Since 2011, Vigilant Medical has grown its user base and now serves over 30,000 patients annually without the help of outside capital. Recently, Mr. Venkatesha and team have been exploring machine-learning techniques to improve cardiac image analysis, a collaboration with his alma mater Duke University through an NIH SBIR Phase 1 grant.

Giving back as an EIR

Mr. Venkatesha began his advisory work with UM Ventures in the spring of 2018, responding to the UMB Office of Technology Transfer’s interest in helping University inventors who are developing ideas related to digital health software and IT. One inventor team he’s advising now is engaged in similar R&D as Infinite once was in the area of diagnostic monitoring, but with a focus on trauma patients. “I was in their shoes about 15 years ago, and I appreciate the conditions they are dealing with today,” he says. “It’s been fascinating for me to learn about their individual markets and explain the many different ways they can progress to bring their ideas to market, whether that’s through venture funding, organic growth, partnering or grants. I enjoy explaining the challenges and hopefully they can learn these lessons much faster than I did!” 

University days are but a memory for Mr. Venkatesha, a two-time successful entrepreneur.
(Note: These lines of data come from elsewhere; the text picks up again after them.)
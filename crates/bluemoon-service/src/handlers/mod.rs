//! API handlers.

pub mod admin;
pub mod forms;
pub mod health;
pub mod login;
pub mod notifications;
pub mod payments;
pub mod residents;
pub mod services;

use std::str::FromStr;

use axum::extract::FromRequest;
use bluemoon_core::IdError;
use bluemoon_store::Page;
use serde::{Deserialize, Deserializer, Serialize};

use crate::error::ApiError;

/// JSON body extractor whose rejections use the API error format.
#[derive(Debug, FromRequest)]
#[from_request(via(axum::Json), rejection(ApiError))]
pub struct ApiJson<T>(pub T);

/// Plain acknowledgement.
#[derive(Debug, Serialize)]
pub struct MessageResponse {
    /// What happened.
    pub message: String,
}

impl MessageResponse {
    pub(crate) fn new(message: impl Into<String>) -> Self {
        Self {
            message: message.into(),
        }
    }
}

/// `?offset=&limit=` on listing endpoints.
#[derive(Debug, Default, Deserialize)]
pub struct ListQuery {
    /// Entries to skip.
    pub offset: Option<usize>,
    /// Maximum entries to return.
    pub limit: Option<usize>,
}

impl ListQuery {
    /// The requested window, if any.
    #[must_use]
    pub fn page(&self) -> Option<Page> {
        match (self.offset, self.limit) {
            (None, None) => None,
            (offset, limit) => Some(Page::new(
                offset.unwrap_or(0),
                limit.unwrap_or(usize::MAX),
            )),
        }
    }
}

/// Parse a numeric identifier from a path segment.
pub(crate) fn parse_id<T>(raw: &str) -> Result<T, ApiError>
where
    T: FromStr<Err = IdError>,
{
    raw.parse::<T>()
        .map_err(|e| ApiError::BadRequest(e.to_string()))
}

/// Distinguish an absent field (`None`) from an explicit `null` (`Some(None)`).
///
/// Use together with `#[serde(default)]`.
pub(crate) fn double_option<'de, T, D>(deserializer: D) -> Result<Option<Option<T>>, D::Error>
where
    T: Deserialize<'de>,
    D: Deserializer<'de>,
{
    Option::<T>::deserialize(deserializer).map(Some)
}
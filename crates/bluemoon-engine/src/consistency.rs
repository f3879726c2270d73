//! Outcome of best-effort derived-index maintenance.

use std::fmt::Display;

/// Which derived keys a maintenance pass failed to write.
///
/// Index writes happen after the primary record is persisted, and a failure there must not
/// fail the request. Each failure is logged when recorded and collected here so callers
/// (and tests) can see what was left stale until the next reconciliation.
#[must_use]
#[derive(Debug, Default, Clone, PartialEq, Eq)]
pub struct Consistency {
    stale: Vec<String>,
}

impl Consistency {
    /// Nothing failed yet.
    pub fn clean() -> Self {
        Self::default()
    }

    /// Record the result of one index write against `key`.
    ///
    /// Returns the success value, or `None` after logging the failure.
    pub fn check<T, E: Display>(
        &mut self,
        key: impl Into<String>,
        result: std::result::Result<T, E>,
    ) -> Option<T> {
        match result {
            Ok(value) => Some(value),
            Err(e) => {
                let key = key.into();
                tracing::warn!(key = %key, error = %e, "Derived index left stale");
                self.stale.push(key);
                None
            }
        }
    }

    /// Fold another outcome into this one.
    pub fn absorb(&mut self, other: Self) {
        self.stale.extend(other.stale);
    }

    /// Whether every index write succeeded.
    #[must_use]
    pub fn is_consistent(&self) -> bool {
        self.stale.is_empty()
    }

    /// Keys whose write failed.
    #[must_use]
    pub fn stale_keys(&self) -> &[String] {
        &self.stale
    }

    /// Close the outcome for `operation`, summarizing any failures.
    pub fn finish(self, operation: &'static str) {
        if !self.stale.is_empty() {
            tracing::warn!(
                operation,
                stale = self.stale.len(),
                "Operation completed with stale indexes; run reconciliation to repair"
            );
        }
    }
}
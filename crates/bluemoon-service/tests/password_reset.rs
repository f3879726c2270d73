//! Password reset integration tests.

mod common;

use common::{TestHarness, PASSWORD};
use serde_json::{json, Value};

async fn register_lan(harness: &TestHarness) {
    harness
        .register_resident("5", "0901000001", json!({ "email": "lan@example.com" }))
        .await;
}

async fn request_reset(harness: &TestHarness, email: &str) -> String {
    harness
        .server
        .post("/forgot-password")
        .json(&json!({ "email": email }))
        .await
        .assert_status_ok();
    harness.mailer.last_token().expect("reset mail sent")
}

fn login_body(password: &str) -> Value {
    json!({ "username": "lan@example.com", "password": password, "role": "resident" })
}

#[tokio::test]
async fn reset_replaces_the_password() {
    let harness = TestHarness::new();
    register_lan(&harness).await;

    let token = request_reset(&harness, " LAN@example.com ").await;
    let sent = harness.mailer.sent();
    assert_eq!(sent.len(), 1);
    assert_eq!(sent[0].0, "lan@example.com");
    assert!(sent[0].1.starts_with("http://localhost:3000/reset-password?token="));

    harness
        .server
        .post("/reset-password")
        .json(&json!({ "token": token, "new_password": "battery staple" }))
        .await
        .assert_status_ok();

    harness
        .server
        .post("/login")
        .json(&login_body("battery staple"))
        .await
        .assert_status_ok();
    harness
        .server
        .post("/login")
        .json(&login_body(PASSWORD))
        .await
        .assert_status_unauthorized();
}

#[tokio::test]
async fn reset_token_is_single_use() {
    let harness = TestHarness::new();
    register_lan(&harness).await;
    let token = request_reset(&harness, "lan@example.com").await;

    harness
        .server
        .post("/reset-password")
        .json(&json!({ "token": token, "new_password": "battery staple" }))
        .await
        .assert_status_ok();
    harness
        .server
        .post("/reset-password")
        .json(&json!({ "token": token, "new_password": "another one" }))
        .await
        .assert_status_bad_request();

    harness
        .server
        .post("/login")
        .json(&login_body("battery staple"))
        .await
        .assert_status_ok();
}

#[tokio::test]
async fn expired_token_is_refused() {
    let harness = TestHarness::with_config(|config| config.reset_token_ttl_minutes = 0);
    register_lan(&harness).await;
    let token = request_reset(&harness, "lan@example.com").await;

    harness
        .server
        .post("/reset-password")
        .json(&json!({ "token": token, "new_password": "battery staple" }))
        .await
        .assert_status_bad_request();

    harness
        .server
        .post("/login")
        .json(&login_body(PASSWORD))
        .await
        .assert_status_ok();
}

#[tokio::test]
async fn unknown_email_and_token() {
    let harness = TestHarness::new();
    register_lan(&harness).await;

    harness
        .server
        .post("/forgot-password")
        .json(&json!({ "email": "nobody@example.com" }))
        .await
        .assert_status_not_found();
    assert!(harness.mailer.sent().is_empty());

    harness
        .server
        .post("/reset-password")
        .json(&json!({ "token": "deadbeef", "new_password": "battery staple" }))
        .await
        .assert_status_bad_request();
}

#[tokio::test]
async fn missing_fields_are_rejected() {
    let harness = TestHarness::new();

    harness
        .server
        .post("/forgot-password")
        .json(&json!({ "email": "  " }))
        .await
        .assert_status_bad_request();
    harness
        .server
        .post("/reset-password")
        .json(&json!({ "token": "abc" }))
        .await
        .assert_status_bad_request();
    harness
        .server
        .post("/reset-password")
        .json(&json!({ "new_password": "battery staple" }))
        .await
        .assert_status_bad_request();
}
Still, he’s grateful for the full circle of being in the position to help UMB faculty entrepreneurs pursue their dreams. “Over the years I’ve learned a lot about what it takes to run a medical technology endeavor, whether that’s in the early R&D phases where NIH grants can help inventors bring products to market or in later stage scaling-up challenges, and how to compete without traditional venture funding.”